The neglect of not having a fully developed endgame of Christ’s return in view is damaging in three ways: it makes us think death is a good thing for the Christian, it leads Christians to function as Gnostics, and it diminishes the hope we have in Christ. 

First, it makes us think of death as our friend.  Even my four-year old daughter has picked up on this false-narrative.  She recently heard that someone’s grandmother died, and she immediately said, “Well death is good, because then we get to see Jesus.”  It’s true that we get to be with Christ when we die in faith, but that death is not good!  I’ve even emphasized the resurrection of the dead at Christ’s return with my young daughter, but she’s still picked up on this placating view of death.  Our spirit would be with Christ at death, but that’s not who we really are – we are body and spirit – and even at that moment of being with Christ though disembodied – much more is still wrong in the world that is not yet restored to its sinless glory.

Two – focusing almost exclusively on the salvation of the spirit, and not the full humanity of spirit and body, has in some ways led Christians to function as Gnostics – valuing the spiritual over and above the physical.  Obesity runs supreme in the Church (at least in some states or regions) and no one bats an eye about it – while we keep offering donuts as the “snack” at Church.  Online churches are now a thing – along with a special designated pastor who is called the Online Pastor.  We likely don’t think so much about the care of God’s creation either – one example – the number of chickens slammed into a shed with artificial light stacked on top of each other in in cages crapping on the ones below, getting vaccinated relentlessly against the new diseases that emerge from their environment, and if the chickens get to walk out on a concrete patio for some sparse minutes each day, they can be labeled as “free-range.”  Probably not the best stewardship of chickens and our source of eggs – in fact I know it is not, but I don’t really care, because I can get my eggs cheap!

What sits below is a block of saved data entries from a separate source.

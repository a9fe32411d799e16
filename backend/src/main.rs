//! Kitforge Operations Platform - Backend Server
//!
//! Manufacturing and operations backend for a science-education kit
//! business: programs, kits, inventory, client assignments, processing
//! jobs, procurement planning and the packing/dispatch workflow.

use axum::{routing::get, Router};
use sqlx::postgres::PgPoolOptions;
use std::{net::SocketAddr, sync::Arc, time::Duration};
use tower_http::{
    cors::{Any, CorsLayer},
    trace::TraceLayer,
};
use tracing_subscriber::{layer::SubscriberExt, util::SubscriberInitExt};

mod config;
mod error;
mod handlers;
mod routes;
mod services;

pub use config::Config;

/// Application state shared across handlers
#[derive(Clone)]
pub struct AppState {
    pub db: sqlx::PgPool,
    pub config: Arc<Config>,
}

#[tokio::main]
async fn main() -> anyhow::Result<()> {
    // Initialize tracing
    tracing_subscriber::registry()
        .with(
            tracing_subscriber::EnvFilter::try_from_default_env()
                .unwrap_or_else(|_| "kitforge_server=debug,tower_http=debug,sqlx=warn".into()),
        )
        .with(tracing_subscriber::fmt::layer())
        .init();

    // Load configuration
    dotenvy::dotenv().ok();
    let config = config::Config::load()?;

    tracing::info!("Starting Kitforge Operations Server");
    tracing::info!("Environment: {}", config.environment);

    // Create database connection pool
    tracing::info!("Connecting to database...");
    let db_pool = PgPoolOptions::new()
        .max_connections(config.database.max_connections)
        .min_connections(config.database.min_connections)
        .acquire_timeout(Duration::from_secs(30))
        .connect(&config.database.url)
        .await?;

    tracing::info!("Database connection established");

    // Run migrations in development
    if config.environment == "development" {
        tracing::info!("Running database migrations...");
        sqlx::migrate!("./migrations").run(&db_pool).await?;
        tracing::info!("Migrations completed");
    }

    // Create application state
    let state = AppState {
        db: db_pool,
        config: Arc::new(config.clone()),
    };

    // Build application
    let app = create_app(state);

    // Start server
    let addr = SocketAddr::from(([0, 0, 0, 0], config.server.port));
    tracing::info!("Listening on {}", addr);

    let listener = tokio::net::TcpListener::bind(addr).await?;
    axum::serve(listener, app).await?;

    Ok(())
}

/// Create the application router with all routes and middleware
fn create_app(state: AppState) -> Router {
    // CORS configuration
    let cors = CorsLayer::new()
        .allow_origin(Any)
        .allow_methods(Any)
        .allow_headers(Any);

    Router::new()
        .route("/", get(root))
        .route("/health", get(health_check))
        .nest("/api/v1", routes::api_routes())
        .layer(TraceLayer::new_for_http())
        .layer(cors)
        .with_state(state)
}

/// Root endpoint
async fn root() -> &'static str {
    "Kitforge Operations Platform API v1.0"
}

/// Health check endpoint
async fn health_check() -> &'static str {
    "OK"
}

Third, and finally, maybe most devastating is that we have lost sight of the greatness of the hope that we have in Christ, a full and total restoration of creation, a making of all things new again.  The good gifts of God in this life should be expected to be present in the world to come.  The things we love to do in this life that are good, we should expect to partake of them in some way in the life to come (most of them at least).  We’re going to be stewards of God’s re-creation – the new creation at Christ’s return that will be without sin, without curse, and with God visible and in direct relationship with us while we tend to what he has made.  What Jesus has in store for us at his return is so much more to live for than that cheap image of floating on a cloud with a harp or singing praise songs forever and a day in an eternal worships service that is so often pitched to us due to the woeful neglect of the doctrine of creation in our Christian story.